But the reservation keeps the car here. That’s why you have the reservation.

Which words do you hear as having the most stress? In this first sentence, he stresses here the most - his voice builds up to it - HERE. There is also some secondary stress on reservation. In the second sentence, the word have has the most stress, and again, his voice builds up to it. 


Let’s look at the reductions in these sentences. It’s hard to be sure, but I think he uses the reduced pronunciation of the voiced TH in the because the word the is unstressed in this sentence, and it’s very common to reduce the pronunciation a little bit so that it’s easier to day. To make the reduced pronunciation of the voiced TH consonant, the tongue tip stays inside the mouth and makes contact with the back of the upper and lower front teeth. The, the, the. Be careful not to make a D sound, D, D, D. The tongue tip needs to be lower and touching the back of the front teeth, not at the alveolar ridge.

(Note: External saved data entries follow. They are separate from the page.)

#![allow(dead_code)]

use brrtcors::dispatcher::{HandlerRequest, HandlerResponse, HeaderVec};
use http::Method;
use std::sync::Arc;

pub const ORIGIN: &str = "https://app.example.com";
pub const OTHER_ORIGIN: &str = "https://evil.example.org";

/// Build a request from `(name, value)` header pairs
pub fn request(method: Method, headers: &[(&str, &str)]) -> HandlerRequest {
    let headers: HeaderVec = headers
        .iter()
        .map(|(name, value)| (Arc::from(*name), value.to_string()))
        .collect();
    HandlerRequest::new(method, "/pets", headers).with_handler_name("test_handler")
}

/// A simple cross-origin GET from `origin`
pub fn simple_request(origin: &str) -> HandlerRequest {
    request(Method::GET, &[("Origin", origin)])
}

/// A preflight from `origin` asking for `method` and optionally `headers`
pub fn preflight(origin: &str, method: &str, headers: Option<&str>) -> HandlerRequest {
    let mut pairs = vec![
        ("Origin", origin),
        ("Access-Control-Request-Method", method),
    ];
    if let Some(h) = headers {
        pairs.push(("Access-Control-Request-Headers", h));
    }
    request(Method::OPTIONS, &pairs)
}

/// Handler that marks the response so tests can tell it ran
pub fn ok_handler(_req: &HandlerRequest) -> HandlerResponse {
    HandlerResponse::json(200, serde_json::json!({ "handler": "reached" }))
}

pub fn reached_handler(resp: &HandlerResponse) -> bool {
    resp.body.get("handler").is_some()
}
use std::sync::Arc;
use std::time::Duration;

use http::Method;

use super::{CorsConfigError, CorsPolicy};
use crate::config::CorsConf;

/// Builder for creating a [`CorsPolicy`] with a fluent API
///
/// Every setter takes the builder by value and hands it back, so a builder is
/// owned by exactly one caller while it is configured. `build()` borrows and
/// returns a fresh snapshot each time.
///
/// # Example
///
/// ```rust
/// use brrtcors::middleware::{cors_middleware, CorsBuilder};
/// use http::Method;
///
/// let policy = CorsBuilder::new()
///     .with_origins(&["https://example.com", "https://api.example.com"])
///     .with_methods(&[Method::GET, Method::POST, Method::PUT])
///     .with_headers(&["Content-Type", "Authorization", "X-Custom-Header"])
///     .with_credentials(true)
///     .build();
///
/// let cors = cors_middleware(policy);
/// ```
#[derive(Debug, Clone, Default)]
pub struct CorsBuilder {
    policy: CorsPolicy,
}

impl CorsBuilder {
    /// Create a new builder seeded with the default policy
    ///
    /// See [`CorsPolicy::default()`] for the values, and its warning about
    /// production use.
    #[must_use]
    pub fn new() -> Self {
        Self {
            policy: CorsPolicy::default(),
        }
    }

    /// Create a builder starting from a copy of `policy`
    #[must_use]
    pub fn from_policy(policy: CorsPolicy) -> Self {
        Self { policy }
    }

    /// Create a builder from a deserialized configuration
    ///
    /// # Errors
    ///
    /// Returns [`CorsConfigError::InvalidMethod`] if a configured method is not
    /// a valid HTTP method token.
    pub fn from_conf(conf: &CorsConf) -> Result<Self, CorsConfigError> {
        Ok(Self {
            policy: CorsPolicy::try_from(conf)?,
        })
    }

    /// Set allowed origins, replacing the current list
    ///
    /// Use `&["*"]` to allow all origins. With credentials enabled the
    /// middleware echoes the request origin instead of sending `*`.
    #[must_use]
    pub fn with_origins(mut self, origins: &[&str]) -> Self {
        self.policy.allow_origins = origins.iter().map(|s| s.to_string()).collect();
        self
    }

    /// Set allowed HTTP methods, replacing the current list
    #[must_use]
    pub fn with_methods(mut self, methods: &[Method]) -> Self {
        self.policy.allow_methods = methods.to_vec();
        self
    }

    /// Set allowed request headers, replacing the current list
    ///
    /// Use `&["*"]` to allow all headers.
    #[must_use]
    pub fn with_headers(mut self, headers: &[&str]) -> Self {
        self.policy.allow_headers = headers.iter().map(|s| s.to_string()).collect();
        self
    }

    /// Enable or disable credentials
    ///
    /// When enabled, sets `Access-Control-Allow-Credentials: true` header.
    #[must_use]
    pub fn with_credentials(mut self, allow: bool) -> Self {
        self.policy.allow_credentials = allow;
        self
    }

    /// Set headers to expose to JavaScript, replacing the current list
    #[must_use]
    pub fn with_expose_headers(mut self, headers: &[&str]) -> Self {
        self.policy.expose_headers = headers.iter().map(|s| s.to_string()).collect();
        self
    }

    /// Set preflight cache duration
    ///
    /// Sent in whole seconds; a zero duration omits `Access-Control-Max-Age`.
    #[must_use]
    pub fn with_max_age(mut self, max_age: Duration) -> Self {
        self.policy.max_age = max_age;
        self
    }

    /// Allow every origin regardless of the origin list
    #[must_use]
    pub fn with_all_origins(mut self, allow: bool) -> Self {
        self.policy.allow_all_origins = allow;
        self
    }

    /// Enable `*` patterns inside origin entries (e.g. `https://*.example.com`)
    #[must_use]
    pub fn with_wildcard(mut self, allow: bool) -> Self {
        self.policy.allow_wildcard = allow;
        self
    }

    /// Set a custom predicate consulted when no configured origin matches
    #[must_use]
    pub fn with_origin_func<F>(mut self, validator: F) -> Self
    where
        F: Fn(&str) -> bool + Send + Sync + 'static,
    {
        self.policy.allow_origin_func = Some(Arc::new(validator));
        self
    }

    /// Set the status code of an accepted preflight response (default 204)
    #[must_use]
    pub fn with_options_status(mut self, status: u16) -> Self {
        self.policy.options_response_status = status;
        self
    }

    /// Return the finalized policy
    ///
    /// No validation is performed; use [`CorsBuilder::try_build()`] to reject
    /// malformed configurations.
    #[must_use]
    pub fn build(&self) -> CorsPolicy {
        self.policy.clone()
    }

    /// Return the finalized policy after [`CorsPolicy::validate()`]
    ///
    /// # Errors
    ///
    /// Returns the first [`CorsConfigError`] found by validation.
    pub fn try_build(&self) -> Result<CorsPolicy, CorsConfigError> {
        self.policy.validate()?;
        Ok(self.policy.clone())
    }
}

He most likely also uses the reduced pronunciation of the voiced TH in the, that’s, and the, again for the same reasons - these words are unstressed in these sentences, and it’s much easier to pronounce these words with the reduced tongue placement.


He also reduces the word you to yuh. That’s why yuh have the reservation. This is a type of reduction that I don’t use very often, maybe only in certain phrases like “whatcha up to?” or “whatcha doin?” I don’t typically say yuh for you; I think it sounds too informal.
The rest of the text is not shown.